#### Supplied data

//! Bundled pattern library.
//!
//! These tables make up the default [`ParserConfig`](crate::config::ParserConfig) and the
//! fixed rules the extraction pipeline applies around it. Order matters in
//! [`SERVICE_PATTERNS`] and [`KNOWN_SERVICES`]: the first hit wins, so specific phrasings
//! come before generic ones.

use regex::Regex;
use std::sync::LazyLock;

/// Service name to report for a vendor-prefixed code.
pub const VENDOR_CODE_SERVICE: &str = "google";

/// Characters that disqualify a code when they directly precede it.
pub const DISQUALIFYING_PREFIXES: &[char] = &['/', '\\', '$'];

/// Non-whitespace characters accepted directly after a code.
pub const ENDING_PUNCTUATION: &[char] = &[',', '.', '!', '\u{ff0c}', '\u{3002}'];

/// Two-letter endings marking a time of day or an ordinal date.
pub const DATE_TIME_SUFFIXES: &[&str] = &["am", "pm", "st", "rd", "th", "nd"];

/// Currency symbols that mark a message as a receipt rather than an OTP.
pub const CURRENCY_SYMBOLS: &[char] = &['$', '\u{20ac}', '\u{20b9}', '\u{a5}'];

/// Minimum message length, in characters, worth handing to a parser.
pub const MIN_MESSAGE_CHARS: usize = 5;

/// Default service-name patterns, most specific first.
///
/// Each pattern's first capture group is the service name. They run against the
/// lower-cased message.
pub static SERVICE_PATTERNS: &[&str] = &[
    r"\bfor\s+your\s+([\w\d ]{2,64})\s+account\b",
    r"\bon\s+your\s+([\w\d ]{2,64})\s+account\b",
    r"\bas\s+your\s+([\w\d ]{2,64})\s+account\b",
    r"\bas\s+([\w\d ]{2,64})\s+account\b",
    r"\byour\s+([\w\d ]{2,64})\s+account\b",
    r"\byour\s+([\w\d ]{2,64})\s+verification\s+code\b",

    r"\byour\s+([\w\d ]{2,64})\s+verification\s+number\b",
    r"\byour\s+([\w\d ]{2,64})\s+verification\s+pin\b",
    r"\byour\s+([\w\d ]{2,64})\s+activation\s+code\b",
    r"\byour\s+([\w\d ]{2,64})\s+activation\s+number\b",
    r"\byour\s+([\w\d ]{2,64})\s+activation\s+pin\b",
    r"\byour\s+([\w\d ]{2,64})\s+otp\s+code\b",
    r"\byour\s+([\w\d ]{2,64})\s+otp\s+pin\b",
    r"\byour\s+([\w\d ]{2,64})\s+auth\s+pin\b",
    r"\byour\s+([\w\d ]{2,64})\s+auth\s+code\b",
    r"\byour\s+([\w\d ]{2,64})\s+authentication\s+code\b",
    r"\byour\s+([\w\d ]{2,64})\s+authentication\s+number\b",
    r"\byour\s+([\w\d ]{2,64})\s+authentication\s+pin\b",
    r"\byour\s+([\w\d ]{2,64})\s+security\s+code\b",
    r"\byour\s+([\w\d ]{2,64})\s+security\s+number\b",
    r"\byour\s+([\w\d ]{2,64})\s+security\s+pin\b",
    r"\byour\s+([\w\d ]{2,64})\s+confirmation\s+code\b",
    r"\byour\s+([\w\d ]{2,64})\s+confirmation\s+number\b",
    r"\byour\s+([\w\d ]{2,64})\s+confirmation\s+pin\b",
    r"\byour\s+([\w\d ]{2,64})\s+access\s+code\b",
    r"\byour\s+([\w\d ]{2,64})\s+access\s+number\b",
    r"\byour\s+([\w\d ]{2,64})\s+access\s+pin\b",

    r"\byour\s+verification\s+code\s+for\s+([\w\d ]{2,64})\b",
    r"\byour\s+verification\s+number\s+for\s+([\w\d ]{2,64})\b",
    r"\byour\s+verification\s+pin\s+for\s+([\w\d ]{2,64})\b",
    r"\byour\s+activation\s+code\s+for\s+([\w\d ]{2,64})\b",
    r"\byour\s+activation\s+number\s+for\s+([\w\d ]{2,64})\b",
    r"\byour\s+activation\s+pin\s+for\s+([\w\d ]{2,64})\b",
    r"\byour\s+otp\s+code\s+for\s+([\w\d ]{2,64})\b",
    r"\byour\s+otp\s+pin\s+for\s+([\w\d ]{2,64})\b",
    r"\byour\s+auth\s+code\s+for\s+([\w\d ]{2,64})\b",
    r"\byour\s+auth\s+pin\s+for\s+([\w\d ]{2,64})\b",
    r"\byour\s+authentication\s+code\s+for\s+([\w\d ]{2,64})\b",
    r"\byour\s+authentication\s+number\s+for\s+([\w\d ]{2,64})\b",
    r"\byour\s+authentication\s+pin\s+for\s+([\w\d ]{2,64})\b",
    r"\byour\s+security\s+code\s+for\s+([\w\d ]{2,64})\b",
    r"\byour\s+security\s+number\s+for\s+([\w\d ]{2,64})\b",
    r"\byour\s+security\s+pin\s+for\s+([\w\d ]{2,64})\b",
    r"\byour\s+confirmation\s+code\s+for\s+([\w\d ]{2,64})\b",
    r"\byour\s+confirmation\s+number\s+for\s+([\w\d ]{2,64})\b",
    r"\byour\s+confirmation\s+pin\s+for\s+([\w\d ]{2,64})\b",
    r"\byour\s+access\s+code\s+for\s+([\w\d ]{2,64})\b",
    r"\byour\s+access\s+number\s+for\s+([\w\d ]{2,64})\b",
    r"\byour\s+access\s+pin\s+for\s+([\w\d ]{2,64})\b",

    r"\byour\s+([\w\d]{2,64})\s+code\b",
    r"\byour\s+([\w\d]{2,64})\s+pin\b",

    r"\b([\w\d]{2,64})\s+login\s+verification\s+code\b",
    r"\b([\w\d]{2,64})\s+login\s+verification\s+number\b",
    r"\b([\w\d]{2,64})\s+login\s+verification\s+pin\b",
    r"\b([\w\d]{2,64})\s+login\s+activation\s+code\b",
    r"\b([\w\d]{2,64})\s+login\s+activation\s+number\b",
    r"\b([\w\d]{2,64})\s+login\s+activation\s+pin\b",
    r"\b([\w\d]{2,64})\s+login\s+otp\s+code\b",
    r"\b([\w\d]{2,64})\s+login\s+otp\s+pin\b",
    r"\b([\w\d]{2,64})\s+login\s+auth\s+code\b",
    r"\b([\w\d]{2,64})\s+login\s+auth\s+number\b",
    r"\b([\w\d]{2,64})\s+login\s+auth\s+pin\b",
    r"\b([\w\d]{2,64})\s+login\s+authentication\s+code\b",
    r"\b([\w\d]{2,64})\s+login\s+authentication\s+number\b",
    r"\b([\w\d]{2,64})\s+login\s+authentication\s+pin\b",
    r"\b([\w\d]{2,64})\s+login\s+security\s+code\b",
    r"\b([\w\d]{2,64})\s+login\s+security\s+number\b",
    r"\b([\w\d]{2,64})\s+login\s+security\s+pin\b",
    r"\b([\w\d]{2,64})\s+login\s+confirmation\s+code\b",
    r"\b([\w\d]{2,64})\s+login\s+confirmation\s+number\b",
    r"\b([\w\d]{2,64})\s+login\s+confirmation\s+pin\b",
    r"\b([\w\d]{2,64})\s+login\s+access\s+code\b",
    r"\b([\w\d]{2,64})\s+login\s+access\s+number\b",
    r"\b([\w\d]{2,64})\s+login\s+access\s+pin\b",

    r"\b([\w\d]{2,64})\s+verification\s+code\b",
    r"\b([\w\d]{2,64})\s+verification\s+number\b",
    r"\b([\w\d]{2,64})\s+verification\s+pin\b",
    r"\b([\w\d]{2,64})\s+activation\s+code\b",
    r"\b([\w\d]{2,64})\s+activation\s+number\b",
    r"\b([\w\d]{2,64})\s+activation\s+pin\b",
    r"\b([\w\d]{2,64})\s+otp\s+code\b",
    r"\b([\w\d]{2,64})\s+otp\s+pin\b",
    r"\b([\w\d]{2,64})\s+auth\s+code\b",
    r"\b([\w\d]{2,64})\s+auth\s+number\b",
    r"\b([\w\d]{2,64})\s+auth\s+pin\b",
    r"\b([\w\d]{2,64})\s+authentication\s+code\b",
    r"\b([\w\d]{2,64})\s+authentication\s+number\b",
    r"\b([\w\d]{2,64})\s+authentication\s+pin\b",
    r"\b([\w\d]{2,64})\s+security\s+code\b",
    r"\b([\w\d]{2,64})\s+security\s+number\b",
    r"\b([\w\d]{2,64})\s+security\s+pin\b",
    r"\b([\w\d]{2,64})\s+confirmation\s+code\b",
    r"\b([\w\d]{2,64})\s+confirmation\s+number\b",
    r"\b([\w\d]{2,64})\s+confirmation\s+pin\b",
    r"\b([\w\d]{2,64})\s+access\s+code\b",
    r"\b([\w\d]{2,64})\s+access\s+number\b",
    r"\b([\w\d]{2,64})\s+access\s+pin\b",

    r"^welcome\s+to\s+([\w\d ]{2,64})[,;.]",
    r"^welcome\s+to\s+([\w\d]{2,64})\b",

    r"^\[([^\]\d]{2,64})\]",
    r"^\(([^)\d]{2,64})\)",

    r"\bcode\s+for\s+([\w\d]{3,64})\b",
    r"\bpin\s+for\s+([\w\d]{3,64})\b",
    r"\botp\s+for\s+([\w\d]{3,64})\b",
    r"\bnumber\s+for\s+([\w\d]{3,64})\b",

    r"\b([\w\d]{3,64})\s+login\s+code\b",
    r"\b([\w\d]{3,64})\s+login\s+number\b",
    r"\b([\w\d]{3,64})\s+login\s+pin\b",

    r"\b([\w\d]{3,64})\s+code\b",
    r"\b([\w\d]{3,64})\s+number\b",
    r"\b([\w\d]{3,64})\s+pin\b",

    r"【([\x{4e00}-\x{9fa5}\d\w]+)",
];

/// Default known service names, scanned as substrings of the lower-cased message.
pub static KNOWN_SERVICES: &[&str] = &[
    "td ameritrade",
    "coinbase",
    "ally",
    "schwab",
    "id.me",
    "bofa",
    "dropboxing",
    "wise.com",
    "paypal",
    "venmo",
    "cash",
    "segment",
    "verizon",
    "kotak bank",
    "weibo",
    "wechat",
    "whatsapp",
    "viber",
    "snapchat",
    "line",
    "slack",
    "signal",
    "telegram",
    "allo",
    "kakaotalk",
    "voxer",
    "im+",
    "skype",
    "facebook",
    "microsoft",
    "google",
    "twitter",
    "instagram",
    "sony",
    "apple",
    "ubereats",
    "uber",
    "lyft",
    "postmates",
    "doordash",
    "delivery.com",
    "eat24",
    "foodler",
    "amazon",
    "tencent",
    "alibaba",
    "taobao",
    "baidu",
    "youku",
    "toutaio",
    "netease",
    "yandex",
    "uc browser",
    "qq browser",
    "qmenu",
    "sogou",
    "bbm",
    "ebay",
    "intel",
    "cisco",
    "citizen",
    "oracle",
    "xerox",
    "ibm",
    "foursquare",
    "hotmail",
    "outlook",
    "yahoo",
    "netflix",
    "spotify",
    "producthunt",
    "nike",
    "adidas",
    "shopify",
    "wordpress",
    "yelp eats",
    "yelp",
    "drizly",
    "eaze",
    "gopuff",
    "grubhub",
    "seamless",
    "foodpanda",
    "freshdirect",
    "github",
    "flickr",
    "etsy",
    "bank of america",
    "lenscrafters",
    "zocdoc",
    "flycleaners",
    "cleanly",
    "handy",
    "twilio",
    "kik",
    "xbox",
    "imo",
    "kayak",
    "grab",
    "qq",
    "moonpay",
    "robinhood",
    "ao retail",
    "cater allen",
    "apple pay",
    "bill.com",
    "amex",
    "sia",
    "fanduel",
    "cart",
];

/// Generic words a service pattern may capture that are never a service name.
pub static AUTH_WORDS: &[&str] = &[
    "your",
    "auth",
    "login",
    "activation",
    "authentication",
    "verification",
    "confirmation",
    "access code",
    "code",
    "pin",
    "otp",
    "purchase",
    "receipt",
    "phone",
    "number",
    "security",
    "2-step",
    "2-fac",
    "2-factor",
];

// ─────────────────────────────────────────────────────────────────────────────
// Fixed extraction rules
// ─────────────────────────────────────────────────────────────────────────────

/// Vendor code such as `G-A1B2C`. Case-sensitive, applied to the original text.
pub(crate) static VENDOR_CODE: LazyLock<Regex> =
    LazyLock::new(|| Regex::new(r"\b(G-[A-Z0-9]{5})\b").expect("vendor code regex"));

// Code shapes match ASCII digits only: `\d` would also accept full-width and other
// script digits, which codes are never typed with.

/// North-American phone number written with dots, optionally after "call".
pub(crate) static PHONE_GUARD: LazyLock<Regex> = LazyLock::new(|| {
    Regex::new(r"(?:call\s+)?([0-9]{3}\.[0-9]{3}\.[0-9]{4})").expect("phone guard regex")
});

/// 4-8 digits.
pub(crate) static DIGIT_RUN: LazyLock<Regex> =
    LazyLock::new(|| Regex::new(r"\b([0-9]{4,8})\b").expect("digit run regex"));

/// Three digits, a dash or space, then three or four digits.
pub(crate) static SPLIT_DIGITS: LazyLock<Regex> = LazyLock::new(|| {
    Regex::new(r"\b([0-9]{3}[- ][0-9]{3,4})\b").expect("split digits regex")
});

/// 4-8 lower-case letters and digits. Callers require at least one digit.
pub(crate) static ALPHANUMERIC: LazyLock<Regex> =
    LazyLock::new(|| Regex::new(r"\b([a-z0-9]{4,8})\b").expect("alphanumeric regex"));

/// Token between full-width lenticular brackets.
pub(crate) static BRACKETED: LazyLock<Regex> = LazyLock::new(|| {
    Regex::new(r"【([\x{4e00}-\x{9fa5}\d\w]+)】").expect("bracket regex")
});

/// Returns `true` if `c` may directly follow a code.
#[must_use]
pub fn is_ending_char(c: char) -> bool {
    c.is_whitespace() || ENDING_PUNCTUATION.contains(&c)
}

/// Returns `true` if `name` (already trimmed) is a generic word rather than a service.
#[must_use]
pub fn is_auth_word(name: &str) -> bool {
    AUTH_WORDS.contains(&name)
}

#[cfg(test)]
mod tests {
    use super::*;
    use crate::matcher::compile_pattern;

    #[test]
    fn test_bundled_service_patterns_compile() {
        for pattern in SERVICE_PATTERNS {
            let regex = compile_pattern(pattern).unwrap();
            assert!(regex.captures_len() > 1, "{pattern} has no capture group");
        }
    }

    #[test]
    fn test_known_services_are_lowercase() {
        for service in KNOWN_SERVICES {
            assert_eq!(*service, service.to_lowercase());
        }
    }

    #[test]
    fn test_specific_patterns_precede_generic() {
        let position = |needle: &str| SERVICE_PATTERNS.iter().position(|p| *p == needle).unwrap();
        assert!(
            position(r"\byour\s+([\w\d ]{2,64})\s+verification\s+code\b")
                < position(r"\b([\w\d]{3,64})\s+code\b")
        );
    }

    #[test]
    fn test_ending_chars() {
        assert!(is_ending_char(' '));
        assert!(is_ending_char('\n'));
        assert!(is_ending_char('\u{3002}'));
        assert!(!is_ending_char(':'));
        assert!(!is_ending_char('a'));
    }

    #[test]
    fn test_vendor_code_is_case_sensitive() {
        assert!(VENDOR_CODE.is_match("G-A1B2C is your code"));
        assert!(!VENDOR_CODE.is_match("g-a1b2c is your code"));
        assert!(!VENDOR_CODE.is_match("G-A1B2C3 is your code"));
    }

    #[test]
    fn test_bracketed_token() {
        let caps = BRACKETED.captures("【abc123】").unwrap();
        assert_eq!(&caps[1], "abc123");
    }
}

########

# Exercise instructions:
Every line above that has the string "account" needs to be copied.

# The completed task:
    r"\bfor\s+your\s+([\w\d ]{2,64})\s+account\b",
    r"\bon\s+your\s+([\w\d ]{2,64})\s+account\b",
    r"\bas\s+your\s+([\w\d ]{2,64})\s+account\b",
    r"\bas\s+([\w\d ]{2,64})\s+account\b",
    r"\byour\s+([\w\d ]{2,64})\s+account\b",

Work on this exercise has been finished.